I recently completed the Coursera Reinforcement Learning Specialization. These are my notes, still under construction, on some of what I learned. The course was based on Sutton and Barto’s freely available reinforcement learning book, so images will be from there unless otherwise stated. All errors are mine, so please let me know about any in the comments.
Agents and Environments
What differentiates reinforcement learning from other forms of learning is the setting of an agent acting in an environment. The agent generates actions from a policy. In response, the environment occasionally delivers rewards (which can be negative i.e. punishment). The agent searches for a policy that maximizes the total reward it receives now and into the future. Since a reward now is typically better than the same reward tomorrow, the quantity of interest is the discounted cumulative reward, called the return $$G_t = R_t + \gamma R_{t+1} + \gamma^2 R_{t+2} \dots$$ The discount $\gamma$ adjusts the time-horizon of the agent. A myopic agent that only cares about immediate reward has a discount of 0. A far-sighted agent accumulates all future rewards by setting its discount to 1. Because the environment and the agent are not necessarily deterministic, we care about the expected return. The task of the reinforcement learning agent is then to find the policy with the highest expected return:
$$ \max_\pi\, \mathbb E \, (R_t + \gamma R_{t+1} + \gamma^2 R_{t+2}\dots).$$
How do we do this?
Markov Decision Processes
To determine how to find an optimal policy, we first need to flesh out a model of the environment and the agent’s interactions with it.

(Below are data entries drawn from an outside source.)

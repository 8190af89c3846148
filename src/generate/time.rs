//! Time dimension: one row per calendar day.

use chrono::{Datelike, NaiveDate, Weekday};
use polars::prelude::*;

use crate::error::{OlapError, OlapResult};

/// A single day of the time dimension.
#[derive(Debug, Clone, PartialEq, Eq)]
pub struct DateRow {
    pub date_key: i64,
    pub date: NaiveDate,
    pub year: i32,
    pub quarter: i32,
    pub month: i32,
    pub month_name: String,
    pub day: i32,
    /// Monday = 1 ... Sunday = 7.
    pub day_of_week: i32,
    pub day_name: String,
    /// ISO 8601 week number.
    pub week_of_year: i32,
    pub is_weekend: bool,
    pub fiscal_year: i32,
}

/// Fiscal years start in April: April..December belong to the next calendar year's fiscal year.
pub fn fiscal_year(year: i32, month: u32) -> i32 {
    if month >= 4 { year + 1 } else { year }
}

/// Expand `[start, end]` (inclusive) into one [`DateRow`] per day, keyed from 0.
pub fn generate_time_dimension(start: NaiveDate, end: NaiveDate) -> OlapResult<Vec<DateRow>> {
    if start > end {
        return Err(OlapError::InvalidDateRange { start, end });
    }

    let rows = start
        .iter_days()
        .take_while(|d| *d <= end)
        .enumerate()
        .map(|(idx, date)| date_row(idx as i64, date))
        .collect();
    Ok(rows)
}

fn date_row(date_key: i64, date: NaiveDate) -> DateRow {
    let weekday = date.weekday();
    DateRow {
        date_key,
        date,
        year: date.year(),
        quarter: ((date.month0() / 3) + 1) as i32,
        month: date.month() as i32,
        month_name: date.format("%B").to_string(),
        day: date.day() as i32,
        day_of_week: weekday.number_from_monday() as i32,
        day_name: date.format("%A").to_string(),
        week_of_year: date.iso_week().week() as i32,
        is_weekend: matches!(weekday, Weekday::Sat | Weekday::Sun),
        fiscal_year: fiscal_year(date.year(), date.month()),
    }
}

/// Build the `dim_time` frame in schema column order.
pub fn time_frame(rows: &[DateRow]) -> OlapResult<DataFrame> {
    let df = df!(
        "date_key" => rows.iter().map(|r| r.date_key).collect::<Vec<_>>(),
        "date" => rows.iter().map(|r| r.date).collect::<Vec<_>>(),
        "year" => rows.iter().map(|r| r.year).collect::<Vec<_>>(),
        "quarter" => rows.iter().map(|r| r.quarter).collect::<Vec<_>>(),
        "month" => rows.iter().map(|r| r.month).collect::<Vec<_>>(),
        "month_name" => rows.iter().map(|r| r.month_name.as_str()).collect::<Vec<_>>(),
        "day" => rows.iter().map(|r| r.day).collect::<Vec<_>>(),
        "day_of_week" => rows.iter().map(|r| r.day_of_week).collect::<Vec<_>>(),
        "day_name" => rows.iter().map(|r| r.day_name.as_str()).collect::<Vec<_>>(),
        "week_of_year" => rows.iter().map(|r| r.week_of_year).collect::<Vec<_>>(),
        "is_weekend" => rows.iter().map(|r| r.is_weekend).collect::<Vec<_>>(),
        "fiscal_year" => rows.iter().map(|r| r.fiscal_year).collect::<Vec<_>>(),
    )?;
    Ok(df)
}

#[cfg(test)]
mod tests {
    use super::*;

    fn ymd(y: i32, m: u32, d: u32) -> NaiveDate {
        NaiveDate::from_ymd_opt(y, m, d).unwrap()
    }

    #[test]
    fn covers_range_inclusively_with_sequential_keys() {
        let rows = generate_time_dimension(ymd(2020, 1, 1), ymd(2020, 12, 31)).unwrap();
        assert_eq!(rows.len(), 366);
        assert_eq!(rows[0].date_key, 0);
        assert_eq!(rows[365].date_key, 365);
        assert_eq!(rows[365].date, ymd(2020, 12, 31));
    }

    #[test]
    fn single_day_range_is_allowed() {
        let rows = generate_time_dimension(ymd(2021, 3, 14), ymd(2021, 3, 14)).unwrap();
        assert_eq!(rows.len(), 1);
    }

    #[test]
    fn inverted_range_is_rejected() {
        let err = generate_time_dimension(ymd(2021, 1, 2), ymd(2021, 1, 1)).unwrap_err();
        assert!(matches!(err, OlapError::InvalidDateRange { .. }));
    }

    #[test]
    fn calendar_attributes_are_derived_from_the_date() {
        // 2020-01-01 was a Wednesday, ISO week 1.
        let rows = generate_time_dimension(ymd(2020, 1, 1), ymd(2020, 1, 5)).unwrap();
        let wed = &rows[0];
        assert_eq!(wed.day_of_week, 3);
        assert_eq!(wed.day_name, "Wednesday");
        assert_eq!(wed.month_name, "January");
        assert_eq!(wed.quarter, 1);
        assert_eq!(wed.week_of_year, 1);
        assert!(!wed.is_weekend);

        let sat = &rows[3];
        assert_eq!(sat.day_name, "Saturday");
        assert_eq!(sat.day_of_week, 6);
        assert!(sat.is_weekend);
        assert!(rows[4].is_weekend);
    }

    #[test]
    fn fiscal_year_rolls_over_in_april() {
        assert_eq!(fiscal_year(2022, 1), 2022);
        assert_eq!(fiscal_year(2022, 3), 2022);
        assert_eq!(fiscal_year(2022, 4), 2023);
        assert_eq!(fiscal_year(2022, 12), 2023);
    }

    #[test]
    fn frame_has_one_row_per_day() {
        let rows = generate_time_dimension(ymd(2024, 2, 1), ymd(2024, 2, 29)).unwrap();
        let df = time_frame(&rows).unwrap();
        assert_eq!(df.height(), 29);
        assert_eq!(df.width(), 12);
    }
}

The first notion we need is that of state. This is meant to capture the properties of the agent and the environment relevant to the task. We will write the state at some $t$ as $s_t$, or $S_t$.
The next notion we need is that of action. This describes what the agent did. It can be discrete, like moves in a chess game, or continuous, like steering a car. We will write the agent’s action at time $t$ as $a_t$ or $A_t$.

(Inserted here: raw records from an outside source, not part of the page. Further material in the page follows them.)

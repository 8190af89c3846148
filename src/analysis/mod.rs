//! Aggregation queries over the star schema.
//!
//! A [`Query`] names one report query; a [`QueryBackend`] executes it against loaded
//! [`crate::types::StarFrames`]. Two backends exist:
//!
//! - [`LazyBackend`]: Polars lazy joins, group-bys and sorts.
//! - [`SqlBackend`] (cargo feature `sql`): the same queries as SQL text run by `polars-sql`.
//!
//! Both return frames with the same column names, column order and row order, so their results
//! can be compared cell by cell. Money columns are rounded to 2 decimals.

pub mod lazy;
pub mod report;
#[cfg(feature = "sql")]
pub mod sql;

use std::fmt;

use polars::prelude::DataFrame;

use crate::error::OlapResult;
use crate::types::StarTable;

pub use lazy::LazyBackend;
pub use report::{
    Report, ReportBlock, ReportSection, build_report, format_count, format_money, render_table,
    trend_lines,
};
#[cfg(feature = "sql")]
pub use sql::SqlBackend;

/// Output column names shared by both backends.
pub mod columns {
    pub const ROW_COUNT: &str = "row_count";
    pub const TOTAL_SALES: &str = "total_sales";
    pub const TOTAL_PROFIT: &str = "total_profit";
    pub const TOTAL_QUANTITY: &str = "total_quantity";
    pub const AVG_SALES: &str = "avg_sales";
    pub const AVG_QUANTITY: &str = "avg_quantity";
    pub const PROFIT_MARGIN_PCT: &str = "profit_margin_pct";
    pub const AVG_SALES_PER_ORDER: &str = "avg_sales_per_order";
    pub const AVG_PROFIT_PER_ORDER: &str = "avg_profit_per_order";
    pub const UNIQUE_CUSTOMERS: &str = "unique_customers";
    pub const DAY_TYPE: &str = "day_type";
}

/// Label of weekend rows in [`Query::WeekendVsWeekday`].
pub const WEEKEND: &str = "Weekend";
/// Label of weekday rows in [`Query::WeekendVsWeekday`].
pub const WEEKDAY: &str = "Weekday";

/// One query of the report catalogue.
#[derive(Debug, Clone, PartialEq, Eq)]
pub enum Query {
    /// Number of rows in a table.
    RowCount(StarTable),
    SalesByYear,
    SalesByQuarter,
    WeekendVsWeekday,
    SalesByRegion,
    TopCountries { limit: u32 },
    SalesByCategory,
    ProfitMarginByCategory,
    TopProducts { limit: u32 },
    SalesByCustomerType,
    /// Distinct product categories, sorted.
    Categories,
    /// Gross sales per region with one column per listed category (0 when a region has none).
    RegionCategoryPivot { categories: Vec<String> },
    /// The region with the highest gross sales.
    TopRegion,
    /// Gross sales per (year, month) for one region.
    MonthlyTrend { region: String },
}

impl Query {
    /// Short human-readable name, used in logs and report headings.
    pub fn title(&self) -> String {
        match self {
            Self::RowCount(table) => format!("Row count of {table}"),
            Self::SalesByYear => "Sales by Year".to_string(),
            Self::SalesByQuarter => "Sales by Quarter".to_string(),
            Self::WeekendVsWeekday => "Weekend vs Weekday Analysis".to_string(),
            Self::SalesByRegion => "Sales by Region".to_string(),
            Self::TopCountries { limit } => format!("Top {limit} Countries by Sales"),
            Self::SalesByCategory => "Sales by Category".to_string(),
            Self::ProfitMarginByCategory => "Profit Margin by Category (%)".to_string(),
            Self::TopProducts { limit } => format!("Top {limit} Products by Sales"),
            Self::SalesByCustomerType => "Sales by Customer Type".to_string(),
            Self::Categories => "Product Categories".to_string(),
            Self::RegionCategoryPivot { .. } => "Sales by Region and Product Category".to_string(),
            Self::TopRegion => "Top Region by Sales".to_string(),
            Self::MonthlyTrend { region } => format!("Monthly Sales Trend for {region}"),
        }
    }
}

impl fmt::Display for Query {
    fn fmt(&self, f: &mut fmt::Formatter<'_>) -> fmt::Result {
        f.write_str(&self.title())
    }
}

/// Executes catalogue queries.
pub trait QueryBackend {
    /// Backend name shown in logs and the report header.
    fn name(&self) -> &'static str;

    /// Run `query` and return its result frame.
    fn run(&self, query: &Query) -> OlapResult<DataFrame>;
}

After the agent acts at time $t$ the clock ticks to $t+1$ and two responses are generated by the environment. First, it delivers a reward (possibly 0) which we write as $r_{t+1}$, or $R_{t+1}$.

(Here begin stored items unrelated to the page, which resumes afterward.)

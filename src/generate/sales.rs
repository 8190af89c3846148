//! Sales fact table.
//!
//! Rows are generated one at a time from a single seeded random stream. The per-row draw order
//! is fixed (see [`generate_sales_fact`]), so a given seed and set of dimensions always yields
//! the same facts. A column-at-a-time generator drawing the same distributions would consume
//! the stream in a different order and produce different rows; no equivalence with such a
//! strategy is implied.

use polars::prelude::*;
use rand::Rng;

use super::customer::CustomerRow;
use super::geography::GeographyRow;
use super::product::ProductRow;
use super::round2;
use super::time::DateRow;
use crate::error::{OlapError, OlapResult};
use crate::types::StarTable;

pub const QUANTITY_RANGE: (i64, i64) = (1, 10);
pub const WEEKEND_BOOST_RANGE: (f64, f64) = (1.2, 1.8);
pub const PRICE_MODIFIER_RANGE: (f64, f64) = (0.8, 1.1);

/// One sales transaction.
#[derive(Debug, Clone, PartialEq)]
pub struct SaleRow {
    pub sales_key: i64,
    pub date_key: i64,
    pub geography_key: i64,
    pub product_key: i64,
    pub customer_key: i64,
    pub quantity: i64,
    /// Base price of the product after the per-sale price modifier.
    pub unit_price: f64,
    /// Base cost of the product.
    pub unit_cost: f64,
    pub gross_sales: f64,
    pub total_cost: f64,
    pub profit: f64,
}

/// Borrowed view of the four dimensions the fact generator samples from.
#[derive(Debug, Clone, Copy)]
pub struct Dimensions<'a> {
    pub dates: &'a [DateRow],
    pub geographies: &'a [GeographyRow],
    pub products: &'a [ProductRow],
    pub customers: &'a [CustomerRow],
}

impl Dimensions<'_> {
    fn ensure_non_empty(&self) -> OlapResult<()> {
        let sizes = [
            (StarTable::Time, self.dates.len()),
            (StarTable::Geography, self.geographies.len()),
            (StarTable::Product, self.products.len()),
            (StarTable::Customer, self.customers.len()),
        ];
        match sizes.iter().find(|(_, len)| *len == 0) {
            Some((table, _)) => Err(OlapError::EmptyDimension {
                table: table.file_stem().to_string(),
            }),
            None => Ok(()),
        }
    }
}

/// Generate `num_records` facts keyed from 1.
///
/// Draw order per row: date, geography, product, customer, base quantity, weekend boost (only
/// on weekend dates), price modifier. Foreign keys are drawn uniformly from the rows passed in,
/// so they always exist in their dimension.
pub fn generate_sales_fact<R: Rng + ?Sized>(
    rng: &mut R,
    dims: Dimensions<'_>,
    num_records: usize,
) -> OlapResult<Vec<SaleRow>> {
    dims.ensure_non_empty()?;

    let mut rows = Vec::with_capacity(num_records);
    for idx in 0..num_records {
        let date = &dims.dates[rng.random_range(0..dims.dates.len())];
        let geography = &dims.geographies[rng.random_range(0..dims.geographies.len())];
        let product = &dims.products[rng.random_range(0..dims.products.len())];
        let customer = &dims.customers[rng.random_range(0..dims.customers.len())];

        let base_quantity = rng.random_range(QUANTITY_RANGE.0..=QUANTITY_RANGE.1);
        let quantity = if date.is_weekend {
            let boost = rng.random_range(WEEKEND_BOOST_RANGE.0..WEEKEND_BOOST_RANGE.1);
            ((base_quantity as f64 * boost).floor() as i64).max(1)
        } else {
            base_quantity
        };

        let modifier = rng.random_range(PRICE_MODIFIER_RANGE.0..PRICE_MODIFIER_RANGE.1);
        let unit_price = round2(product.unit_price * modifier);
        let gross_sales = round2(quantity as f64 * unit_price);
        let total_cost = round2(quantity as f64 * product.unit_cost);

        rows.push(SaleRow {
            sales_key: idx as i64 + 1,
            date_key: date.date_key,
            geography_key: geography.geography_key,
            product_key: product.product_key,
            customer_key: customer.customer_key,
            quantity,
            unit_price,
            unit_cost: product.unit_cost,
            gross_sales,
            total_cost,
            profit: round2(gross_sales - total_cost),
        });
    }
    Ok(rows)
}

/// Build the `fact_sales` frame in schema column order.
pub fn sales_frame(rows: &[SaleRow]) -> OlapResult<DataFrame> {
    let df = df!(
        "sales_key" => rows.iter().map(|r| r.sales_key).collect::<Vec<_>>(),
        "date_key" => rows.iter().map(|r| r.date_key).collect::<Vec<_>>(),
        "geography_key" => rows.iter().map(|r| r.geography_key).collect::<Vec<_>>(),
        "product_key" => rows.iter().map(|r| r.product_key).collect::<Vec<_>>(),
        "customer_key" => rows.iter().map(|r| r.customer_key).collect::<Vec<_>>(),
        "quantity" => rows.iter().map(|r| r.quantity).collect::<Vec<_>>(),
        "unit_price" => rows.iter().map(|r| r.unit_price).collect::<Vec<_>>(),
        "unit_cost" => rows.iter().map(|r| r.unit_cost).collect::<Vec<_>>(),
        "gross_sales" => rows.iter().map(|r| r.gross_sales).collect::<Vec<_>>(),
        "total_cost" => rows.iter().map(|r| r.total_cost).collect::<Vec<_>>(),
        "profit" => rows.iter().map(|r| r.profit).collect::<Vec<_>>(),
    )?;
    Ok(df)
}

#[cfg(test)]
mod tests {
    use chrono::NaiveDate;
    use rand::SeedableRng;
    use rand_chacha::ChaCha8Rng;

    use super::*;
    use crate::config::registration_start_date;
    use crate::generate::{
        generate_customer_dimension, generate_geography_dimension, generate_product_dimension,
        generate_time_dimension,
    };

    struct Fixture {
        dates: Vec<DateRow>,
        geographies: Vec<GeographyRow>,
        products: Vec<ProductRow>,
        customers: Vec<CustomerRow>,
    }

    impl Fixture {
        fn new() -> Self {
            let mut rng = ChaCha8Rng::seed_from_u64(7);
            Self {
                dates: generate_time_dimension(
                    NaiveDate::from_ymd_opt(2023, 1, 1).unwrap(),
                    NaiveDate::from_ymd_opt(2023, 1, 31).unwrap(),
                )
                .unwrap(),
                geographies: generate_geography_dimension(),
                products: generate_product_dimension(&mut rng),
                customers: generate_customer_dimension(&mut rng, 5, registration_start_date()),
            }
        }

        fn dims(&self) -> Dimensions<'_> {
            Dimensions {
                dates: &self.dates,
                geographies: &self.geographies,
                products: &self.products,
                customers: &self.customers,
            }
        }
    }

    fn facts(fx: &Fixture, n: usize) -> Vec<SaleRow> {
        let mut rng = ChaCha8Rng::seed_from_u64(42);
        generate_sales_fact(&mut rng, fx.dims(), n).unwrap()
    }

    #[test]
    fn generates_exactly_the_requested_rows() {
        let fx = Fixture::new();
        let rows = facts(&fx, 321);
        assert_eq!(rows.len(), 321);
        assert_eq!(rows[0].sales_key, 1);
        assert_eq!(rows[320].sales_key, 321);
        assert!(facts(&fx, 0).is_empty());
    }

    #[test]
    fn measures_are_consistent() {
        let fx = Fixture::new();
        for row in facts(&fx, 2_000) {
            assert!(row.quantity >= 1);
            assert!((row.profit - (row.gross_sales - row.total_cost)).abs() < 1e-6);
            assert!((row.gross_sales - round2(row.quantity as f64 * row.unit_price)).abs() < 1e-9);
            let product = &fx.products[(row.product_key - 1) as usize];
            assert_eq!(row.unit_cost, product.unit_cost);
            let lo = round2(product.unit_price * PRICE_MODIFIER_RANGE.0);
            let hi = round2(product.unit_price * PRICE_MODIFIER_RANGE.1);
            assert!(row.unit_price >= lo && row.unit_price <= hi);
        }
    }

    #[test]
    fn weekday_quantities_stay_in_base_range() {
        let fx = Fixture::new();
        for row in facts(&fx, 2_000) {
            let date = &fx.dates[row.date_key as usize];
            if date.is_weekend {
                // floor(10 * 1.8) is the largest possible boosted quantity.
                assert!(row.quantity <= 18);
            } else {
                assert!((QUANTITY_RANGE.0..=QUANTITY_RANGE.1).contains(&row.quantity));
            }
        }
    }

    #[test]
    fn empty_dimension_is_an_error() {
        let fx = Fixture::new();
        let dims = Dimensions {
            customers: &[],
            ..fx.dims()
        };
        let mut rng = ChaCha8Rng::seed_from_u64(42);
        let err = generate_sales_fact(&mut rng, dims, 10).unwrap_err();
        assert!(err.to_string().contains("dim_customer"));
    }

    #[test]
    fn same_seed_same_facts() {
        let fx = Fixture::new();
        assert_eq!(facts(&fx, 500), facts(&fx, 500));
    }
}
//! Parquet persistence.

use std::collections::HashSet;
use std::fs::File;
use std::path::Path;

use parquet::file::reader::{ChunkReader, FileReader};
use parquet::file::serialized_reader::SerializedFileReader;
use polars::prelude::{DataFrame, ParquetReader, ParquetWriter, SerReader};

use super::conform_to_schema;
use crate::error::{OlapError, OlapResult};
use crate::types::TableSchema;

/// Write `df` as a Parquet file with the writer's default compression.
pub fn write_parquet(df: &mut DataFrame, path: impl AsRef<Path>) -> OlapResult<()> {
    let mut file = File::create(path)?;
    ParquetWriter::new(&mut file).finish(df)?;
    Ok(())
}

/// Read a Parquet table and cast it to `schema`.
///
/// The footer is inspected first so a file missing a schema column fails with
/// [`OlapError::SchemaMismatch`] before any data is decoded.
pub fn read_parquet(path: impl AsRef<Path>, schema: &TableSchema) -> OlapResult<DataFrame> {
    let path = path.as_ref();
    validate_parquet_columns(path, schema)?;

    let df = ParquetReader::new(File::open(path)?).finish()?;
    conform_to_schema(df, schema)
}

/// Check that every field of `schema` exists as a Parquet leaf column.
pub fn validate_parquet_columns(path: impl AsRef<Path>, schema: &TableSchema) -> OlapResult<()> {
    let reader = SerializedFileReader::new(File::open(path)?)?;
    let available = parquet_leaf_column_paths(&reader);
    for field in &schema.fields {
        if !available.contains(field.name.as_str()) {
            return Err(OlapError::SchemaMismatch {
                message: format!("missing required column '{}'", field.name),
            });
        }
    }
    Ok(())
}

/// Row count from the file footer, without decoding any data pages.
pub fn parquet_row_count(path: impl AsRef<Path>) -> OlapResult<i64> {
    let reader = SerializedFileReader::new(File::open(path)?)?;
    Ok(reader.metadata().file_metadata().num_rows())
}

fn parquet_leaf_column_paths<R: ChunkReader + 'static>(
    reader: &SerializedFileReader<R>,
) -> HashSet<String> {
    reader
        .metadata()
        .file_metadata()
        .schema_descr()
        .columns()
        .iter()
        .map(|c| c.path().string())
        .collect()
}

Second, the state transitions to $S_{t+1}$, and the process repeats. This produces a history of interactions $(S_t, A_t, R_{t+1}), (S_{t+1}, A_{t+1}, R_{t+2}) \dots$
Rewards and transitions are often uncertain. Therefore, we can model the environment as a probability distribution on rewards and next-states. This can depend on the current state, the action taken, and in principle, all previous interactions, $$ p(R_{t+1}, S_{t+1} | S_t, A_t, (S_{t-1}, A_{t-1}, R_{t}), (S_{t-2}, A_{t-2}, R_{t-1}) \dots ).$$
Carrying around an ever-growing history of interactions quickly becomes impractical. Therefore, we make the key simplifying Markov assumption that the reward received and the state transition only depend on the current state and action. That is, we model the environment as the probability distribution
$$ p(R_{t+1}, S_{t+1} | S_t, A_t).$$
This framework of sequential decision-making within a Markovian environment is called a Markov Decision Process, or MDP:

Choosing actions: Policy
The policy describes the action the agent takes. In principle, this could depend on the entire history of interactions with environment. But we make the simplifying assumption that the action the agent takes only depends on the current state. The policy then becomes a probability distribution over actions, given the current state. We typically write this as $$ \pi(A_t | S_t).$$ Although this is a regular probability distribution, we use $\pi$ instead of $p$ because (a) there are a already so many $p$’s floating around, and (b) to distinguish this particular probability distribution, because it’s the one that we’re going to be optimizing.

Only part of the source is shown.